Many (most) network operators are actively looking at how they can control and price data traffic on their networks. Charging more for premium service is not yet commonplace, but higher prices for faster speeds are already on the menu for LTE from some providers.
Several well-known femtocell personalities participated in the femtocell track sessions. Simon Saunders (Femto Forum Chairman) gave a good summary of the state of the industry. Sprint explained their femto strategy which comprised five key points:
- Choice: can use with any CDMA phone
- Ease of Use: Plug and Play, no difficult configuration settings to setup
- Security: End to end encrypted
- Support: 24x7 remote support
- QoS: Known service quality (within the limits of broadband internet)
Cisco, who have led the deployment of ATT’s 3G Microcell rollout, said that the skeptics have been proven wrong. Consumers are now buying the product and liking it. There are a variety of different business models, even from the same operator. They recognise that deployment can be difficult becauses it crosses divisional boundaries, for example which budget should pay for subsidising what is effectively “network equipment”.
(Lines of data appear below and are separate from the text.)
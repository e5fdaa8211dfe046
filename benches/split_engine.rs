//! Benchmarks for the co-occurrence and split stages on synthetic data.
//!
//! Run with: `cargo bench --bench split_engine`

use criterion::{criterion_group, criterion_main, BenchmarkId, Criterion};
use geosplit::synthetic::SyntheticScenario;
use geosplit::{
    build_dataset, BandSplitter, ClusterSplitter, DuplicateFilter, Observation,
    OverlapGraphBuilder, SplitConfig,
};
use rand::rngs::StdRng;
use rand::SeedableRng;

fn observations(sites: usize, per_site: usize) -> Vec<Observation> {
    SyntheticScenario {
        site_count: sites,
        observations_per_site: per_site,
        ..SyntheticScenario::default()
    }
    .generate()
    .observations
}

fn bench_config() -> SplitConfig {
    SplitConfig {
        species_threshold: 5,
        ..SplitConfig::default()
    }
}

fn bench_overlap(c: &mut Criterion) {
    let config = bench_config();
    let mut group = c.benchmark_group("overlap");

    for &(sites, per_site) in &[(16, 50), (64, 50), (64, 200)] {
        let obs = observations(sites, per_site);
        group.bench_with_input(
            BenchmarkId::new("build_and_filter", obs.len()),
            &obs,
            |b, obs| {
                b.iter(|| {
                    OverlapGraphBuilder::from_config(&config)
                        .build(obs.clone())
                        .map(|g| g.filter(config.species_threshold))
                })
            },
        );
    }

    group.finish();
}

fn bench_cluster_split(c: &mut Criterion) {
    let config = bench_config();
    let obs = observations(64, 100);
    let table = match OverlapGraphBuilder::from_config(&config).build(obs) {
        Ok(graph) => graph.filter(config.species_threshold),
        Err(e) => panic!("overlap build failed: {e}"),
    };
    let splitter = ClusterSplitter::from_config(&config);

    c.bench_function("cluster_split", |b| {
        b.iter(|| {
            let mut rng = StdRng::seed_from_u64(0);
            splitter.split(&table, &mut rng)
        })
    });
}

/// One grid-shaped cluster of `side * side` points plus a distant outlier.
fn bench_large_cluster(c: &mut Criterion) {
    let mut group = c.benchmark_group("large_cluster");
    group.sample_size(10);

    for &side in &[100usize, 150] {
        let mut obs: Vec<Observation> = (0..side * side)
            .map(|i| {
                let x = (i % side) as f64 * 10.0;
                let y = (i / side) as f64 * 10.0;
                Observation::new(i as u64, x, y, "a")
            })
            .collect();
        obs.push(Observation::new((side * side) as u64, 1e5, 1e5, "a"));
        let table = match OverlapGraphBuilder::new(15.0, 100).build(obs) {
            Ok(graph) => graph.filter(0),
            Err(e) => panic!("overlap build failed: {e}"),
        };
        let splitter = ClusterSplitter::new(1000.0, 1.0, 15.0);

        group.bench_with_input(BenchmarkId::new("split", side * side), &table, |b, table| {
            b.iter(|| {
                let mut rng = StdRng::seed_from_u64(0);
                splitter.split(table, &mut rng)
            })
        });
    }

    group.finish();
}

fn bench_bands_and_dedup(c: &mut Criterion) {
    let config = bench_config();
    let obs = observations(64, 100);

    let bands = BandSplitter::from_config(&config).map(|s| s.with_lat_range(Some((43.0, 47.0))));
    if let Ok(splitter) = bands {
        c.bench_function("band_split", |b| b.iter(|| splitter.split(&obs)));
    }

    let filter = DuplicateFilter::from_config(&config);
    c.bench_function("duplicate_filter", |b| b.iter(|| filter.filter(obs.clone())));
}

fn bench_pipeline(c: &mut Criterion) {
    let config = bench_config();
    let obs = observations(36, 100);

    let mut group = c.benchmark_group("pipeline");
    group.sample_size(20);
    group.bench_function("build_dataset", |b| {
        b.iter(|| {
            let mut rng = StdRng::seed_from_u64(config.seed);
            build_dataset(obs.clone(), &config, &mut rng)
        })
    });
    group.finish();
}

criterion_group!(
    benches,
    bench_overlap,
    bench_cluster_split,
    bench_large_cluster,
    bench_bands_and_dedup,
    bench_pipeline
);
criterion_main!(benches);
Manish Singh from Continuous Computing highlighted some of the practical issues around building the MME (Mobile Management Entity), which could control many (tens of) thousands of LTE basestations or femtocells. Some architectures won’t scale up to handle these volumes, leading to an option to frontend the MME with a signalling gateway. Manish also suggested that using TD-LTE for residential femtocell with a common frequency might be quite an attractive way of offloading substantial traffic in a more controlled way than using Wi-Fi.
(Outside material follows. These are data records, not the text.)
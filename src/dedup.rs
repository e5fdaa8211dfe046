//! Duplicate and singleton removal.
//!
//! Works one species at a time:
//! - Species with too few observations are dropped outright.
//! - A species whose observations all lie within one co-occurrence radius of
//!   each other (a singleton) is dropped, since it cannot supply independent
//!   train and test samples.
//! - Near-identical observations of the same species are thinned: a lone
//!   close duplicate is dropped, and a dense group keeps only its anchor and
//!   its farthest member.

use std::collections::{BTreeMap, BTreeSet, HashSet};

use log::{debug, info};
use serde::{Deserialize, Serialize};

use crate::spatial_index::SpatialIndex;
use crate::{Observation, SplitConfig};

/// Summary of what the duplicate filter removed.
#[derive(Debug, Clone, Default, PartialEq, Serialize, Deserialize)]
pub struct DuplicateReport {
    /// Species dropped for having too few observations
    pub small_species: BTreeSet<String>,
    /// Species dropped because every observation lies within one radius
    pub singleton_species: BTreeSet<String>,
    /// Observations dropped as duplicates
    pub duplicates_removed: usize,
    /// Passes run until nothing more was removed
    pub passes: usize,
}

/// Per-species duplicate and singleton filter.
#[derive(Debug, Clone)]
pub struct DuplicateFilter {
    overlap_radius: f64,
    duplicate_radius: f64,
    tight_radius: f64,
    min_species_observations: usize,
}

impl DuplicateFilter {
    pub fn new(
        overlap_radius: f64,
        duplicate_radius: f64,
        tight_radius: f64,
        min_species_observations: usize,
    ) -> Self {
        Self {
            overlap_radius,
            duplicate_radius,
            tight_radius,
            min_species_observations,
        }
    }

    pub fn from_config(config: &SplitConfig) -> Self {
        Self::new(
            config.overlap_radius(),
            config.duplicate_radius(),
            config.tight_duplicate_radius(),
            config.min_species_observations,
        )
    }

    /// Remove small species, singleton species and duplicates.
    ///
    /// Passes repeat until one removes nothing, so filtering the output again
    /// is a no-op. Surviving rows keep their input order.
    pub fn filter(&self, mut observations: Vec<Observation>) -> (Vec<Observation>, DuplicateReport) {
        let mut report = DuplicateReport::default();
        let start = observations.len();

        loop {
            report.passes += 1;
            let before = observations.len();
            observations = self.pass(observations, &mut report);
            if observations.len() == before {
                break;
            }
        }

        info!(
            "[Dedup] {} -> {} observations in {} passes: {} duplicates, {} singleton species, {} small species",
            start,
            observations.len(),
            report.passes,
            report.duplicates_removed,
            report.singleton_species.len(),
            report.small_species.len()
        );

        (observations, report)
    }

    fn pass(&self, observations: Vec<Observation>, report: &mut DuplicateReport) -> Vec<Observation> {
        let mut groups: BTreeMap<&str, Vec<usize>> = BTreeMap::new();
        for (idx, obs) in observations.iter().enumerate() {
            groups.entry(obs.species.as_str()).or_default().push(idx);
        }

        let mut drop: HashSet<usize> = HashSet::new();
        for (species, rows) in &groups {
            if rows.len() <= self.min_species_observations {
                report.small_species.insert(species.to_string());
                drop.extend(rows.iter().copied());
                continue;
            }

            let points: Vec<[f64; 2]> = rows.iter().map(|&r| observations[r].point()).collect();
            if self.is_singleton(&points) {
                debug!("[Dedup] {} is a singleton species ({} observations)", species, rows.len());
                report.singleton_species.insert(species.to_string());
                drop.extend(rows.iter().copied());
                continue;
            }

            let duplicates = self.find_duplicates(&points);
            report.duplicates_removed += duplicates.len();
            drop.extend(duplicates.into_iter().map(|local| rows[local]));
        }

        observations
            .into_iter()
            .enumerate()
            .filter_map(|(idx, obs)| (!drop.contains(&idx)).then_some(obs))
            .collect()
    }

    /// True if every point has every other point within the co-occurrence
    /// radius.
    pub fn is_singleton(&self, points: &[[f64; 2]]) -> bool {
        if points.len() < 2 {
            return true;
        }
        let index = SpatialIndex::build(points, points.len());
        points.iter().all(|p| {
            index
                .query_knn(*p, points.len())
                .last()
                .is_some_and(|farthest| farthest.distance <= self.overlap_radius)
        })
    }

    /// Positions (within `points`) of duplicates to drop in one sweep.
    ///
    /// Points are visited in order; a point already dropped or already kept
    /// as part of an earlier group is not used as an anchor.
    pub fn find_duplicates(&self, points: &[[f64; 2]]) -> BTreeSet<usize> {
        let index = SpatialIndex::build(points, points.len());
        let mut dropped: BTreeSet<usize> = BTreeSet::new();
        let mut kept: HashSet<usize> = HashSet::new();

        for (anchor, point) in points.iter().enumerate() {
            if dropped.contains(&anchor) || kept.contains(&anchor) {
                continue;
            }

            let close: Vec<_> = index
                .query_knn(*point, points.len())
                .into_iter()
                .filter(|n| n.idx != anchor && n.distance <= self.duplicate_radius)
                .collect();

            match close.as_slice() {
                [] => {}
                [only] => {
                    if only.distance < self.tight_radius {
                        dropped.insert(only.idx);
                        kept.insert(anchor);
                    }
                }
                [inner @ .., farthest] => {
                    dropped.extend(inner.iter().map(|n| n.idx));
                    kept.insert(anchor);
                    kept.insert(farthest.idx);
                }
            }
        }

        dropped
    }
}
Sprint have recently launched their 3G Airave femtocell, using the Airvana femto and Tatara core network, based on the 3GPP2 standards. They confirmed to me that they will continue to support their 2G product and have no plans to turn it off, but that growth will be “pimarily on the 3G platform”. They would welcome having more vendors to choose from [a strong hint that they’d like Samsung or others to offer a 3G CDMA standards compliant femtocell].
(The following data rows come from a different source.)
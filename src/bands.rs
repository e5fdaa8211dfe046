//! Latitude-banded geographic split.
//!
//! The latitude range is cut into fixed-width bands. For each band the
//! interior (minus a buffer strip on both edges) is the test region and
//! everything outside the band is the training region. Bands are independent
//! partitions: every observation gets one train/test flag pair per band.

use geo::{coord, Coord, Intersects, Rect};
use log::info;
use serde::{Deserialize, Serialize};

use crate::error::{Result, SplitError};
use crate::spatial_index::SpatialIndex;
use crate::{Observation, SplitConfig, KM_TO_DEG};

/// Slack for floating point comparisons in degree space.
const VERIFY_TOLERANCE: f64 = 1e-9;

/// One latitude band and its buffer edges.
#[derive(Debug, Clone, Copy, PartialEq, Serialize, Deserialize)]
pub struct Band {
    pub index: usize,
    pub lat_low: f64,
    pub lat_high: f64,
    /// Top of the lower buffer strip (bottom of the test region)
    pub exclusion_low: f64,
    /// Bottom of the upper buffer strip (top of the test region)
    pub exclusion_high: f64,
}

impl Band {
    /// Train, test and exclusion rectangles spanning `[lon_min, lon_max]`
    /// within the overall `[lat_min, lat_max]` range.
    pub fn regions(&self, lon_min: f64, lon_max: f64, lat_min: f64, lat_max: f64) -> BandRegions {
        let rect = |low: f64, high: f64| {
            Rect::new(
                coord! { x: lon_min, y: low },
                coord! { x: lon_max, y: high },
            )
        };
        BandRegions {
            index: self.index,
            train: [
                rect(lat_min, self.lat_low),
                rect(self.lat_high, lat_max.max(self.lat_high)),
            ],
            test: rect(self.exclusion_low, self.exclusion_high),
            exclusion: [
                rect(self.lat_low, self.exclusion_low),
                rect(self.exclusion_high, self.lat_high),
            ],
        }
    }
}

/// Region of a band a point falls in.
#[derive(Debug, Clone, Copy, PartialEq, Eq)]
pub enum BandZone {
    Train,
    Test,
    Buffer,
}

/// Rectangular regions of one band, in `(longitude, latitude)` space.
#[derive(Debug, Clone, PartialEq)]
pub struct BandRegions {
    pub index: usize,
    /// Below and above the band
    pub train: [Rect<f64>; 2],
    pub test: Rect<f64>,
    /// Lower and upper buffer strips
    pub exclusion: [Rect<f64>; 2],
}

impl BandRegions {
    pub fn zone(&self, point: Coord<f64>) -> BandZone {
        if self.test.intersects(&point) {
            BandZone::Test
        } else if self.train.iter().any(|r| r.intersects(&point)) {
            BandZone::Train
        } else {
            BandZone::Buffer
        }
    }
}

/// Train/test flags of one observation for one band.
#[derive(Debug, Clone, Copy, Default, PartialEq, Eq, Serialize, Deserialize)]
pub struct BandMembership {
    pub train: bool,
    pub test: bool,
}

/// Verification outcome for one band.
#[derive(Debug, Clone, PartialEq, Serialize, Deserialize)]
pub struct BandReport {
    pub band: Band,
    pub train_count: usize,
    pub test_count: usize,
    /// Minimum test-to-train distance in degrees (None if either side is empty)
    pub min_separation_deg: Option<f64>,
}

/// Result of a band split.
#[derive(Debug, Clone, Default)]
pub struct BandSplit {
    pub bands: Vec<Band>,
    /// `membership[row][band]`
    pub membership: Vec<Vec<BandMembership>>,
    pub reports: Vec<BandReport>,
}

/// Builds latitude bands with buffer zones.
#[derive(Debug, Clone)]
pub struct BandSplitter {
    band_width: f64,
    buffer: f64,
    lat_range: Option<(f64, f64)>,
}

impl BandSplitter {
    /// Create a splitter, rejecting geometry that could leak covariates.
    ///
    /// The buffer must be at least the diagonal of one covariate cell, and
    /// the band must be wider than its two buffers.
    pub fn new(band_width: f64, buffer: f64, covariate_cell: f64) -> Result<Self> {
        let cell_diagonal = covariate_cell * std::f64::consts::SQRT_2;
        if buffer < cell_diagonal {
            return Err(SplitError::GeometryInconsistency {
                band: None,
                reason: format!(
                    "buffer of {buffer} deg is narrower than the covariate cell diagonal of {cell_diagonal:.5} deg"
                ),
            });
        }
        if !(band_width > 2.0 * buffer) {
            return Err(SplitError::config(
                "band_width_deg",
                band_width,
                format!("must exceed twice the buffer width ({})", 2.0 * buffer),
            ));
        }
        Ok(Self {
            band_width,
            buffer,
            lat_range: None,
        })
    }

    pub fn from_config(config: &SplitConfig) -> Result<Self> {
        Ok(Self::new(
            config.band_width_deg,
            config.band_buffer_deg,
            config.covariate_cell_deg,
        )?
        .with_lat_range(config.band_lat_range))
    }

    /// Fix the latitude range instead of using the data extent.
    pub fn with_lat_range(mut self, lat_range: Option<(f64, f64)>) -> Self {
        self.lat_range = lat_range;
        self
    }

    pub fn buffer(&self) -> f64 {
        self.buffer
    }

    /// Bands covering `[lat_min, lat_max)`, starting at `lat_min`.
    pub fn bands_for_range(&self, lat_min: f64, lat_max: f64) -> Vec<Band> {
        let mut bands = Vec::new();
        let mut index = 0;
        loop {
            let lat_low = lat_min + index as f64 * self.band_width;
            if lat_low >= lat_max {
                break;
            }
            let lat_high = lat_low + self.band_width;
            bands.push(Band {
                index,
                lat_low,
                lat_high,
                exclusion_low: lat_low + self.buffer,
                exclusion_high: lat_high - self.buffer,
            });
            index += 1;
        }
        bands
    }

    /// Bands for the configured range, or the data's latitude extent.
    pub fn bands(&self, observations: &[Observation]) -> Vec<Band> {
        match self.lat_range(observations) {
            Some((low, high)) if high > low => self.bands_for_range(low, high),
            // All observations on one parallel still get one band
            Some((low, _)) => self.bands_for_range(low, low + self.band_width),
            None => Vec::new(),
        }
    }

    /// Rectangles for every band, spanning the data's longitude extent.
    pub fn band_regions(&self, observations: &[Observation]) -> Vec<BandRegions> {
        let Some((lat_min, lat_max)) = self.lat_range(observations) else {
            return Vec::new();
        };
        let (lon_min, lon_max) = extent(observations.iter().map(|o| o.longitude))
            .unwrap_or((0.0, 0.0));
        self.bands(observations)
            .iter()
            .map(|band| band.regions(lon_min, lon_max, lat_min, lat_max))
            .collect()
    }

    /// Assign every observation to each band's train/test regions and verify
    /// that test and train stay at least one buffer apart.
    pub fn split(&self, observations: &[Observation]) -> Result<BandSplit> {
        let bands = self.bands(observations);
        let regions = self.band_regions(observations);
        let points: Vec<Coord<f64>> = observations
            .iter()
            .map(|o| coord! { x: o.longitude, y: o.latitude })
            .collect();

        let mut membership = vec![vec![BandMembership::default(); bands.len()]; observations.len()];
        let mut reports = Vec::with_capacity(bands.len());

        for (band, region) in bands.iter().zip(&regions) {
            let mut train_pts = Vec::new();
            let mut test_pts = Vec::new();

            for (row, point) in points.iter().enumerate() {
                match region.zone(*point) {
                    BandZone::Train => {
                        membership[row][band.index].train = true;
                        train_pts.push([point.x, point.y]);
                    }
                    BandZone::Test => {
                        membership[row][band.index].test = true;
                        test_pts.push([point.x, point.y]);
                    }
                    BandZone::Buffer => {}
                }
            }

            let report = self.verify(band, &train_pts, &test_pts)?;
            reports.push(report);
        }

        Ok(BandSplit {
            bands,
            membership,
            reports,
        })
    }

    /// Minimum distance between a band's test and train points.
    ///
    /// Points are `[longitude, latitude]`. Fails with
    /// [`SplitError::GeometryInconsistency`] when any test point lies closer
    /// than the buffer to a train point.
    pub fn verify(&self, band: &Band, train: &[[f64; 2]], test: &[[f64; 2]]) -> Result<BandReport> {
        let min_separation_deg = if train.is_empty() || test.is_empty() {
            None
        } else {
            let index = SpatialIndex::build(train, 1);
            test.iter()
                .filter_map(|p| index.nearest(*p))
                .map(|n| n.distance)
                .min_by(f64::total_cmp)
        };

        let total = (train.len() + test.len()).max(1) as f64;
        match min_separation_deg {
            Some(dist) => info!(
                "[Bands] band {}: {} training points, {} testing points, {:.3}% train, {:.3}% test, {:.3} km between test and train",
                band.index,
                train.len(),
                test.len(),
                train.len() as f64 / total * 100.0,
                test.len() as f64 / total * 100.0,
                dist / KM_TO_DEG
            ),
            None => info!(
                "[Bands] band {}: {} training points, {} testing points, nothing to verify",
                band.index,
                train.len(),
                test.len()
            ),
        }

        if let Some(dist) = min_separation_deg {
            if dist + VERIFY_TOLERANCE < self.buffer {
                return Err(SplitError::GeometryInconsistency {
                    band: Some(band.index),
                    reason: format!(
                        "test and train points are {dist} deg apart, less than the {} deg buffer",
                        self.buffer
                    ),
                });
            }
        }

        Ok(BandReport {
            band: *band,
            train_count: train.len(),
            test_count: test.len(),
            min_separation_deg,
        })
    }

    fn lat_range(&self, observations: &[Observation]) -> Option<(f64, f64)> {
        self.lat_range
            .or_else(|| extent(observations.iter().map(|o| o.latitude)))
    }
}

fn extent(values: impl Iterator<Item = f64>) -> Option<(f64, f64)> {
    values.fold(None, |acc, v| match acc {
        None => Some((v, v)),
        Some((lo, hi)) => Some((lo.min(v), hi.max(v))),
    })
}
There are different views on whether LTE femtocells need to be dual mode 3G/4G or not. The initial models on display today are all LTE only. Some vendors believe that with so many 3G devices around, it makes little sense to deploy 4G only femtocells. Others suggest that LTE will offload the larger data traffic component, leaving 3G for voice and less demanding featurephones. I haven’t had any insight from operators on this yet other than that they are still concentrating on their wide area macrocellular coverage first.
Just in case you thought that LTE/4G was the end of the road for technical development, Advanced LTE is just around the corner. The 3GPP standards people will be publishing Release 10 in March 2011 which will include this revised and improved version of the specifications. Apart from going faster and being even more spectrally efficient, a major item is Hetorogenious Networks (or HetNet for short). In laymans terms, this means a mix of large cellsites and lots of smaller cells to infill capacity, all talking nicely to each other to optimise the network capacity. The synopsis in this IEEE call for papers explains it better than I could.